Say I get a sheet of paper and place it in a laboratory vacuum. I then aim a laser at it and heat the paper until it reaches 451 degrees Farenheit. What happens to the paper?
Sua
It might char a little but wouldn’t burn without a source of oxygen. An inert atmosphere might work as well and displace more oxygen. I think it would be simlar to the process of making coke by heating coal in the absence of oxygen.
Stop it. We know what you are trying to do. You can’t trick the firemen, and really shouldn’t try. They will be here shortly, so you’d better be moving on.
-an anonymous friend-
I’d like to take a WAG at this one.
First off, the 451 deg F number is meaningless because that’s the ignition point of paper in air. But if you heat it enough, something will happen.
If you heat anything in a vacuum it tends to decompose into its elemental constituents. IIRC, paper is made from hydrogen, oxygen, and carbon. Even the carbon will vaporise
if the vacuum is low enough and the temperature high enough. The liberated oxygen and carbon could indeed form
CO2, i.e. burn. However, if you kept the vacuum at about 1E-2 torr, and the temp around 1100 deg C, it will be well above the vapor pressure of carbon. In that case you will end up with a small pile of carbon on the furnace floor, while the O2 and H2 go out the vacuum pump exhaust.
OTOH, at this temp and pressure, if you wrap the paper around a suitable substrate first, there’s a good chance the carbon will plate out as diamond. Pressure doesn’t make diamonds; heat and the absense of O2 do.
You can just about duplicate this in a test tube, you don’t need to put it in a vacuum. It is called distillation, or at least it was when we did it with popsicle sticks in high school.
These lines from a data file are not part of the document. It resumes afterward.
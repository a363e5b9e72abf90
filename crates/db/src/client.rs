//! REST client handle for the hosted database.

use std::time::Duration;

use leadbase_kernel::SupabaseSettings;
use reqwest::header::{HeaderMap, HeaderName, HeaderValue, ACCEPT, AUTHORIZATION};
use reqwest::Client;
use tracing::info;
use url::Url;

use crate::credentials::Credentials;
use crate::error::{DbError, DbResult};
use crate::query::TableQuery;

const REST_PATH: &str = "rest/v1/";

/// Tunables applied when the handle is built.
#[derive(Debug, Clone)]
pub struct ClientOptions {
    pub schema: String,
    pub request_timeout: Duration,
}

impl Default for ClientOptions {
    fn default() -> Self {
        Self::from(&SupabaseSettings::default())
    }
}

impl From<&SupabaseSettings> for ClientOptions {
    fn from(settings: &SupabaseSettings) -> Self {
        Self {
            schema: settings.schema.clone(),
            request_timeout: Duration::from_millis(settings.request_timeout_ms),
        }
    }
}

/// Long-lived handle used for every table operation.
///
/// Cloning is cheap; clones share the underlying connection pool.
#[derive(Clone)]
pub struct SupabaseClient {
    http: Client,
    project_url: Url,
    configured_url: String,
    rest_url: Url,
    options: ClientOptions,
}

impl std::fmt::Debug for SupabaseClient {
    fn fmt(&self, f: &mut std::fmt::Formatter<'_>) -> std::fmt::Result {
        f.debug_struct("SupabaseClient")
            .field("project_url", &self.project_url.as_str())
            .field("schema", &self.options.schema)
            .field("request_timeout", &self.options.request_timeout)
            .finish()
    }
}

impl SupabaseClient {
    /// Build the handle. No request is sent.
    pub fn new(credentials: &Credentials, options: ClientOptions) -> DbResult<Self> {
        let project_url = credentials.url().clone();
        let rest_url = rest_base(&project_url)?;

        let mut default_headers = HeaderMap::new();
        default_headers.insert(
            HeaderName::from_static("apikey"),
            header_value("apikey", credentials.service_key(), true)?,
        );
        default_headers.insert(
            AUTHORIZATION,
            header_value(
                "authorization",
                &format!("Bearer {}", credentials.service_key()),
                true,
            )?,
        );
        default_headers.insert(ACCEPT, HeaderValue::from_static("application/json"));
        default_headers.insert(
            HeaderName::from_static("accept-profile"),
            header_value("accept-profile", &options.schema, false)?,
        );
        default_headers.insert(
            HeaderName::from_static("content-profile"),
            header_value("content-profile", &options.schema, false)?,
        );

        let http = Client::builder()
            .timeout(options.request_timeout)
            .user_agent(format!("leadbase/{}", env!("CARGO_PKG_VERSION")))
            .default_headers(default_headers)
            .build()?;

        info!(
            url = %project_url,
            schema = %options.schema,
            timeout_ms = u64::try_from(options.request_timeout.as_millis()).unwrap_or(u64::MAX),
            "created database client"
        );

        Ok(Self {
            http,
            project_url,
            configured_url: credentials.configured_url().to_string(),
            rest_url,
            options,
        })
    }

    /// Start a query against `table`.
    pub fn table(&self, table: impl Into<String>) -> TableQuery<'_> {
        TableQuery::new(self, table.into())
    }

    pub fn project_url(&self) -> &Url {
        &self.project_url
    }

    /// The project URL in the form it was configured.
    pub fn configured_url(&self) -> &str {
        &self.configured_url
    }

    pub(crate) fn http(&self) -> &Client {
        &self.http
    }

    pub(crate) fn table_url(&self, table: &str) -> DbResult<Url> {
        self.rest_url
            .join(table)
            .map_err(|e| DbError::invalid_url(format!("{}{}", self.rest_url, table), e.to_string()))
    }
}

fn rest_base(project_url: &Url) -> DbResult<Url> {
    let mut base = project_url.clone();
    if !base.path().ends_with('/') {
        let path = format!("{}/", base.path());
        base.set_path(&path);
    }
    base.join(REST_PATH)
        .map_err(|e| DbError::invalid_url(project_url.as_str(), e.to_string()))
}

fn header_value(header: &'static str, value: &str, sensitive: bool) -> DbResult<HeaderValue> {
    let mut value = HeaderValue::from_str(value).map_err(|_| DbError::InvalidHeader { header })?;
    value.set_sensitive(sensitive);
    Ok(value)
}

#[cfg(test)]
mod tests {
    use super::*;

    fn credentials(url: &str) -> Credentials {
        Credentials::new(url, "service-key").unwrap()
    }

    #[test]
    fn table_url_is_under_rest_prefix() {
        let client =
            SupabaseClient::new(&credentials("https://abc.supabase.co"), ClientOptions::default())
                .unwrap();
        assert_eq!(
            client.table_url("leads").unwrap().as_str(),
            "https://abc.supabase.co/rest/v1/leads"
        );
    }

    #[test]
    fn project_path_is_preserved() {
        let client = SupabaseClient::new(
            &credentials("http://127.0.0.1:54321/proxy"),
            ClientOptions::default(),
        )
        .unwrap();
        assert_eq!(
            client.table_url("call_logs").unwrap().as_str(),
            "http://127.0.0.1:54321/proxy/rest/v1/call_logs"
        );
    }

    #[test]
    fn options_follow_settings() {
        let settings = SupabaseSettings {
            schema: "crm".to_string(),
            request_timeout_ms: 1500,
            ..SupabaseSettings::default()
        };
        let options = ClientOptions::from(&settings);
        assert_eq!(options.schema, "crm");
        assert_eq!(options.request_timeout, Duration::from_millis(1500));
    }

    #[test]
    fn configured_url_has_no_added_slash() {
        let client =
            SupabaseClient::new(&credentials("http://127.0.0.1:9"), ClientOptions::default())
                .unwrap();
        assert_eq!(client.configured_url(), "http://127.0.0.1:9");
        assert_eq!(client.project_url().as_str(), "http://127.0.0.1:9/");
    }

    #[test]
    fn only_credential_headers_are_sensitive() {
        assert!(header_value("apikey", "key", true).unwrap().is_sensitive());
        assert!(header_value("authorization", "Bearer key", true)
            .unwrap()
            .is_sensitive());
        assert!(!header_value("accept-profile", "public", false)
            .unwrap()
            .is_sensitive());
    }

    #[test]
    fn key_with_newline_is_rejected() {
        let creds = Credentials::new("https://abc.supabase.co", "bad\nkey").unwrap();
        let err = SupabaseClient::new(&creds, ClientOptions::default()).unwrap_err();
        assert!(matches!(err, DbError::InvalidHeader { header: "apikey" }));
    }
}
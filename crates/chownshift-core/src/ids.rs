//! UID/GID arithmetic.

use serde::{Deserialize, Serialize};

use crate::record::Ownership;

/// Shift a single id by `offset`.
///
/// Returns `Err` with the raw (negative) result when the shifted id would be
/// below zero. Results above `u32::MAX` are not rejected; they keep the low
/// 32 bits.
pub fn shift_id(current: u32, offset: i64) -> Result<u32, i128> {
    let raw = i128::from(current) + i128::from(offset);
    if raw < 0 { Err(raw) } else { Ok(raw as u32) }
}

/// Whether shifting `current` by `offset` leaves the `u32` range upwards.
pub fn wraps(current: u32, offset: i64) -> bool {
    i128::from(current) + i128::from(offset) > i128::from(u32::MAX)
}

/// A UID/GID shift that would produce a negative id.
#[derive(Debug, Clone, Copy, PartialEq, Eq)]
pub struct NegativeShift {
    /// Raw uid result.
    pub uid: i128,
    /// Raw gid result.
    pub gid: i128,
}

/// Signed offset applied to both the UID and the GID of an entry.
#[derive(Debug, Clone, Copy, PartialEq, Eq, Serialize, Deserialize)]
pub struct IdShift {
    offset: i64,
}

impl IdShift {
    /// Create a new shift.
    pub fn new(offset: i64) -> Self {
        Self { offset }
    }

    /// The signed offset.
    pub fn offset(&self) -> i64 {
        self.offset
    }

    /// The shift that undoes this one.
    pub fn inverse(&self) -> Self {
        Self {
            offset: self.offset.wrapping_neg(),
        }
    }

    /// Compute the shifted owner, rejecting any negative id.
    pub fn apply(&self, owner: Ownership) -> Result<Ownership, NegativeShift> {
        match (shift_id(owner.uid, self.offset), shift_id(owner.gid, self.offset)) {
            (Ok(uid), Ok(gid)) => Ok(Ownership::new(uid, gid)),
            _ => Err(NegativeShift {
                uid: i128::from(owner.uid) + i128::from(self.offset),
                gid: i128::from(owner.gid) + i128::from(self.offset),
            }),
        }
    }

    /// Whether the shift wraps either id past `u32::MAX`.
    pub fn wraps(&self, owner: Ownership) -> bool {
        wraps(owner.uid, self.offset) || wraps(owner.gid, self.offset)
    }
}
We put the sticks in a test tube oriented horizontally with a rubber stopper with a single hole, and a hose going to a second test tube with a stopper with two holes. The second test tube was oriented vertically and sat in a cold water bath. One hole connected with the original test tube and the other hole had a hose going into an inverted jar in a tub of water, which had no air in it.
What we got was a test tube full of carbon/charcoal, a test tube full of methanol, and a jar full of methane.
I would imagine that paper would give you similar results.
You wouldn’t get a flame, but you sure would get a reaction. Maybe not at 451 degrees as TNT mentioned, but you’d get a reaction.
Wasn’t the “fact” that paper burns at 451 degrees Fahrenheit just made up by Ray Bradbury for his novel?
Previous posters have gotten it right…you’ll end up with charcoal. If you opened up the vacuum to atmosphere while this process was going on (still hot inside the chamber, enough gasses remaining), you would get a backdraft. If you let the chamber cool off before you opened it up, then you’d get a pile of charcoal.
Paper burns at 506 Kelvins, or 451 F.